* **Task goal**:
Could you copy out all the lines in the material below where the word "NightscrollResult" occurs?
────────────────────
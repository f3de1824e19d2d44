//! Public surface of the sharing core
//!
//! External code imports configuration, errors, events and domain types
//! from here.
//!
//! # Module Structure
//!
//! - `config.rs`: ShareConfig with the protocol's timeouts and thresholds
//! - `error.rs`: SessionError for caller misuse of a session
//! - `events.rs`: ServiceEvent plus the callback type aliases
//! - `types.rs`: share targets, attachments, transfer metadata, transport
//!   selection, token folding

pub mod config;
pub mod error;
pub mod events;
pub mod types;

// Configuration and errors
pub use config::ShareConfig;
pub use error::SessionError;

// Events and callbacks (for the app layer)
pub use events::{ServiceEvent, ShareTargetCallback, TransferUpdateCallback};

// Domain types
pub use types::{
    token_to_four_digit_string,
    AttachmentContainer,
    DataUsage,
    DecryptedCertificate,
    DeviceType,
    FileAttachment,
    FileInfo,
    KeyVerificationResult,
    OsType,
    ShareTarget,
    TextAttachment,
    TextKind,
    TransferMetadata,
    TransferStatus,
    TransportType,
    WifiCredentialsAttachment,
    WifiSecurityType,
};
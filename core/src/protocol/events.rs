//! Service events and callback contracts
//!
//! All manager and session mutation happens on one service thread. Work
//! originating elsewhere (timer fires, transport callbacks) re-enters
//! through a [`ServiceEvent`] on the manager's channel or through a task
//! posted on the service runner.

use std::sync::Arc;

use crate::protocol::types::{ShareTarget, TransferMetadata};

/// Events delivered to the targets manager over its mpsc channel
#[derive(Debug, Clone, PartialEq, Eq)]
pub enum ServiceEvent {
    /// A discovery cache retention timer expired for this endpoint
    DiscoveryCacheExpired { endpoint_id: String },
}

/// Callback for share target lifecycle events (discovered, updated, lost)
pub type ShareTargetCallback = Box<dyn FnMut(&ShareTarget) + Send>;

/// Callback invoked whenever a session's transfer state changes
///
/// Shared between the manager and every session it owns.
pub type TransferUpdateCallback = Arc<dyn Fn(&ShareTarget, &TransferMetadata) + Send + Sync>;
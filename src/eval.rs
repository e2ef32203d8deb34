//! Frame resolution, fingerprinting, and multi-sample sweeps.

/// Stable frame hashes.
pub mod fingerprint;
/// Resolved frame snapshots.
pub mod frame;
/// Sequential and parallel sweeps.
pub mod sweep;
────────────────────
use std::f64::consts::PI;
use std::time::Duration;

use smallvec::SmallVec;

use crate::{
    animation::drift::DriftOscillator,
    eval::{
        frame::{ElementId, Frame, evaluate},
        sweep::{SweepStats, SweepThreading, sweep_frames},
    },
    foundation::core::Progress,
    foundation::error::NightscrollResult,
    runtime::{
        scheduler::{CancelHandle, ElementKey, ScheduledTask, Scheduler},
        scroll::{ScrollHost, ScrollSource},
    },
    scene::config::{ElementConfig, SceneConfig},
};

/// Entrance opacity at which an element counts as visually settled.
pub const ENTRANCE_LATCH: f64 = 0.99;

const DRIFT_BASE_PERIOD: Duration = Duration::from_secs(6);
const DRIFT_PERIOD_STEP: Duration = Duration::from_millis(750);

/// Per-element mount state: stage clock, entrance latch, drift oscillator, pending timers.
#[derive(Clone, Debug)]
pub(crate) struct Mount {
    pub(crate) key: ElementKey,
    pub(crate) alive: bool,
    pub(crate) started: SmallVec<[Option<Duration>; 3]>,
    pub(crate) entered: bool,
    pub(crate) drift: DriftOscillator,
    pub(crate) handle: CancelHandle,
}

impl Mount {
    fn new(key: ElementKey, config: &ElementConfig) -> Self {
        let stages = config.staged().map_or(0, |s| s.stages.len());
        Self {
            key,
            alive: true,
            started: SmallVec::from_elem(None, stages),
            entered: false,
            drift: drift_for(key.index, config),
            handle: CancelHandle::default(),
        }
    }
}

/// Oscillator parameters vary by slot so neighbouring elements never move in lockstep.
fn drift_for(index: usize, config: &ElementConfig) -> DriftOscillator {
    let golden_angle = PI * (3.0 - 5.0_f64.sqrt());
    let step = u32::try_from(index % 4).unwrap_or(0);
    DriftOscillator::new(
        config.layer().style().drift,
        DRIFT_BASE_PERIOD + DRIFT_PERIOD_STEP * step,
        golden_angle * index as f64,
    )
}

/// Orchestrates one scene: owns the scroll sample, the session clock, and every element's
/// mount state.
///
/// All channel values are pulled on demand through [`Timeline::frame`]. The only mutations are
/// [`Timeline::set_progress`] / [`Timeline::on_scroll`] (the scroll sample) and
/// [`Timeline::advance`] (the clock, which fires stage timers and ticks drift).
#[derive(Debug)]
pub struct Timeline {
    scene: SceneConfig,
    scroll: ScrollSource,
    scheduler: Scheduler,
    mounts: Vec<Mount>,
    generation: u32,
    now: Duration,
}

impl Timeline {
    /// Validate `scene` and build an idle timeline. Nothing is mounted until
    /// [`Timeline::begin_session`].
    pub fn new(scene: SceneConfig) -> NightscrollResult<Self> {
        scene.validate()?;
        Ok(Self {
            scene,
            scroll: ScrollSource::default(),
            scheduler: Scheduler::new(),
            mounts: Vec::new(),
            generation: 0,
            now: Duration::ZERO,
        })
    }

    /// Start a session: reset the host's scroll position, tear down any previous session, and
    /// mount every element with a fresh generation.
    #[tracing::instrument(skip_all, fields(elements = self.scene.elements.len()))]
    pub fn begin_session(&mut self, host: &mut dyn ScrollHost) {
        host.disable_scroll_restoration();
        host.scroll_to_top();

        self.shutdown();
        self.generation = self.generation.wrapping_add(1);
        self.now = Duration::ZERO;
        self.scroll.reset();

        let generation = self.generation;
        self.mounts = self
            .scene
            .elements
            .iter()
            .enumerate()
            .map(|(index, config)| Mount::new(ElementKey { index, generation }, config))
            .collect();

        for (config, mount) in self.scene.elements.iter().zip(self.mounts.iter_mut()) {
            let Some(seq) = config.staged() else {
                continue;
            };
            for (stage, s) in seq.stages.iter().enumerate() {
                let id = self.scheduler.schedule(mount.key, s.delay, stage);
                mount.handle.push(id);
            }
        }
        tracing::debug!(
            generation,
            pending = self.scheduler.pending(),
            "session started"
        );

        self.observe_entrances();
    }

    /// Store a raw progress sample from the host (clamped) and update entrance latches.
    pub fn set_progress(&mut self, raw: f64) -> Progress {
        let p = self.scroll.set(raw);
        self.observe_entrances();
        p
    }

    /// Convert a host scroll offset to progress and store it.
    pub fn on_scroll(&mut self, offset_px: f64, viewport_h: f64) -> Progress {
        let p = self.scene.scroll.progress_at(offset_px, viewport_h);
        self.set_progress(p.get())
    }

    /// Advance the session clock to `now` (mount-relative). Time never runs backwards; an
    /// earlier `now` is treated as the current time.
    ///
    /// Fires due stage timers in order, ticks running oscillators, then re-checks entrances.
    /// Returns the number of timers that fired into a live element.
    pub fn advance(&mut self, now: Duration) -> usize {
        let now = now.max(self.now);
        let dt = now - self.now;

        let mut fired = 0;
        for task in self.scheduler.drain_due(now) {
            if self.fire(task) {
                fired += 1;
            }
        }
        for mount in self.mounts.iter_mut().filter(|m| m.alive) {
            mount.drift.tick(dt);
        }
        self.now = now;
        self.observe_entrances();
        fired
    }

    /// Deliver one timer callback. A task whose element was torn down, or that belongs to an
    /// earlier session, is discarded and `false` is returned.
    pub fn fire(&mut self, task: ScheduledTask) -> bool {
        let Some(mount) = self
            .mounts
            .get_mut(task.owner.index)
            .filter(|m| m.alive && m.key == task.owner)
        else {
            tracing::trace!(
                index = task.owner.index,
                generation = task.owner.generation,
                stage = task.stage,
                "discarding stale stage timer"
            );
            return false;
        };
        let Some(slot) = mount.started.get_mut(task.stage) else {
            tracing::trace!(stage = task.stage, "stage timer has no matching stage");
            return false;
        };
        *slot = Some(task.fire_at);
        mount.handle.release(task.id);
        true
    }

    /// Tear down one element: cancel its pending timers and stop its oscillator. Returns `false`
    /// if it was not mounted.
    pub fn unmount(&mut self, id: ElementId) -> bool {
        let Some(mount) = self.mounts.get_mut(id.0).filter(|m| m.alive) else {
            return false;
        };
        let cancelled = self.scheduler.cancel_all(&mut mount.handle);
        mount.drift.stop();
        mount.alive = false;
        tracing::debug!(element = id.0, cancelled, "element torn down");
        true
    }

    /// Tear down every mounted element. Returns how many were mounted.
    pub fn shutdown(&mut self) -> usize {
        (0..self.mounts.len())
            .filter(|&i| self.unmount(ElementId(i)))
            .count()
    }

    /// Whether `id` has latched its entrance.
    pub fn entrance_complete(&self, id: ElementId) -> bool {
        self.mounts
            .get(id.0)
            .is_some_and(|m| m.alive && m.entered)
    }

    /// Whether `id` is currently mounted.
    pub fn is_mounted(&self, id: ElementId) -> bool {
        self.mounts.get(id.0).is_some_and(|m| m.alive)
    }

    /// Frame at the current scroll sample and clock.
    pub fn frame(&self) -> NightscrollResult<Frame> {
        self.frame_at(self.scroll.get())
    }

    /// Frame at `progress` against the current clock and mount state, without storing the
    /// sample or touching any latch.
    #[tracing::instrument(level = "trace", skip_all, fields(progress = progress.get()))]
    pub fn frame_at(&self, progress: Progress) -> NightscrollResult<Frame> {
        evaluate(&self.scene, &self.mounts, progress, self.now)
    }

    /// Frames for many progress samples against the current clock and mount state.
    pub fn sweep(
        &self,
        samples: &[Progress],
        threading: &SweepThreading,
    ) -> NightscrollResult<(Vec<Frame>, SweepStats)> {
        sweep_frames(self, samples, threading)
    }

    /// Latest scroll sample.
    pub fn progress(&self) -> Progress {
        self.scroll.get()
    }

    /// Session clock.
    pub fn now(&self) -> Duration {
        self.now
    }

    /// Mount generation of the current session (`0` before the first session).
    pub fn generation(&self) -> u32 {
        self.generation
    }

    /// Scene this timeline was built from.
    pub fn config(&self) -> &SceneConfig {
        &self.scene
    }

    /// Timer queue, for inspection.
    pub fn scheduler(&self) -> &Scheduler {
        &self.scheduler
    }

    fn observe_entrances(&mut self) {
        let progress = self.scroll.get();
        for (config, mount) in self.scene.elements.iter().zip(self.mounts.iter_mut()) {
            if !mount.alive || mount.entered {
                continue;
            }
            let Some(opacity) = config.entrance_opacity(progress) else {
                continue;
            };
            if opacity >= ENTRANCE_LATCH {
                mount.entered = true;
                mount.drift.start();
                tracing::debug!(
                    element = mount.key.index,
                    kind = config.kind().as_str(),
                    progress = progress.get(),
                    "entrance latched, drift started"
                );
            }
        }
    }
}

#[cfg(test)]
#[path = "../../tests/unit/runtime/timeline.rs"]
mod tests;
────────────────────
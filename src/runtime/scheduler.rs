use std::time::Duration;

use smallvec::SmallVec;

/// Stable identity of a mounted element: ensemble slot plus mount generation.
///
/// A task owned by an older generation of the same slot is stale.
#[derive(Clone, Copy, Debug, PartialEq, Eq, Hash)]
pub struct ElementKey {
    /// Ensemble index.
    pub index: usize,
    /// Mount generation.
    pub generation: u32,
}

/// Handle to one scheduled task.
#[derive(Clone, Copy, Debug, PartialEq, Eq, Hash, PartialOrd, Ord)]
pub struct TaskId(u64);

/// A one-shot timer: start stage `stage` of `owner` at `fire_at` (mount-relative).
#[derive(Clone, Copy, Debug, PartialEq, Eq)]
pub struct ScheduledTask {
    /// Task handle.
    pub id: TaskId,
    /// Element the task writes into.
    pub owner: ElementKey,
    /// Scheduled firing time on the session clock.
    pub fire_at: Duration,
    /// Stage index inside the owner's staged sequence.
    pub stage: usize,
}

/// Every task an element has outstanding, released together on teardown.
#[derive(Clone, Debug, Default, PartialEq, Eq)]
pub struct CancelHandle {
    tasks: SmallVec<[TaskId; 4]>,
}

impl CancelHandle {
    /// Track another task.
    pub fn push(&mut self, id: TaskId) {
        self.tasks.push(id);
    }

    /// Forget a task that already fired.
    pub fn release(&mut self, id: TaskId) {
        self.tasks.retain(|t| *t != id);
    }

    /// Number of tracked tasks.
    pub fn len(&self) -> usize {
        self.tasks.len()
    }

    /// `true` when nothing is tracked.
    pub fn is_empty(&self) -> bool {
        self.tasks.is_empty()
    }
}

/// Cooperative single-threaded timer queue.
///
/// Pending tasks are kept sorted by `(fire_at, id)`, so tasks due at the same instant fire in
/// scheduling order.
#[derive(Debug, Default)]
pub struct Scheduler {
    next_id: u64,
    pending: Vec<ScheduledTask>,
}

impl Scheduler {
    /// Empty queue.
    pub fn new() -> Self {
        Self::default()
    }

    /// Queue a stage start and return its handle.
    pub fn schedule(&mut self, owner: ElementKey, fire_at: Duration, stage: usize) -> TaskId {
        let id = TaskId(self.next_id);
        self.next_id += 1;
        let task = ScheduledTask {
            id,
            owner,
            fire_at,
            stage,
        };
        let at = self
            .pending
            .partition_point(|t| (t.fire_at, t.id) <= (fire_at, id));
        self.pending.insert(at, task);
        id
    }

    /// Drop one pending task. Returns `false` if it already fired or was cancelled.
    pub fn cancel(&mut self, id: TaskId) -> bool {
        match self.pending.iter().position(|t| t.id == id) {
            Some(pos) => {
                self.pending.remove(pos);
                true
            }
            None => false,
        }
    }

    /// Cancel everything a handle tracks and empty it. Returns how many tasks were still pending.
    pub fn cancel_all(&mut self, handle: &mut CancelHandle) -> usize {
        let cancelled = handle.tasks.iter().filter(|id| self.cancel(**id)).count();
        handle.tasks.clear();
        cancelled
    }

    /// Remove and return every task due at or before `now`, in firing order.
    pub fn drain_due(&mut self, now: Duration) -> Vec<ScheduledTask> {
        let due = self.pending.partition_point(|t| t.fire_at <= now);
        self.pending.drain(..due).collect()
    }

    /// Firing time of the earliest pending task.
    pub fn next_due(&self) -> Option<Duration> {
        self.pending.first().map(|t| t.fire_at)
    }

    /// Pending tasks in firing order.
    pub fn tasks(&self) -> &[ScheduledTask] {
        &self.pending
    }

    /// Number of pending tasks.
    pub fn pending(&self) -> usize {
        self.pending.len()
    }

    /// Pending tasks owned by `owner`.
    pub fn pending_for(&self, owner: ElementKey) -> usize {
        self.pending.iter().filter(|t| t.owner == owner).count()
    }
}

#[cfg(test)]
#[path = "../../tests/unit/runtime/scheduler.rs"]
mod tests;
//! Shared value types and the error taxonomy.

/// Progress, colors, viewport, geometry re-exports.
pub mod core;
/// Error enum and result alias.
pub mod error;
────────────────────
* **Solution to this task**:
    foundation::error::NightscrollResult,
    pub fn new(scene: SceneConfig) -> NightscrollResult<Self> {
    pub fn frame(&self) -> NightscrollResult<Frame> {
    pub fn frame_at(&self, progress: Progress) -> NightscrollResult<Frame> {
    ) -> NightscrollResult<(Vec<Frame>, SweepStats)> {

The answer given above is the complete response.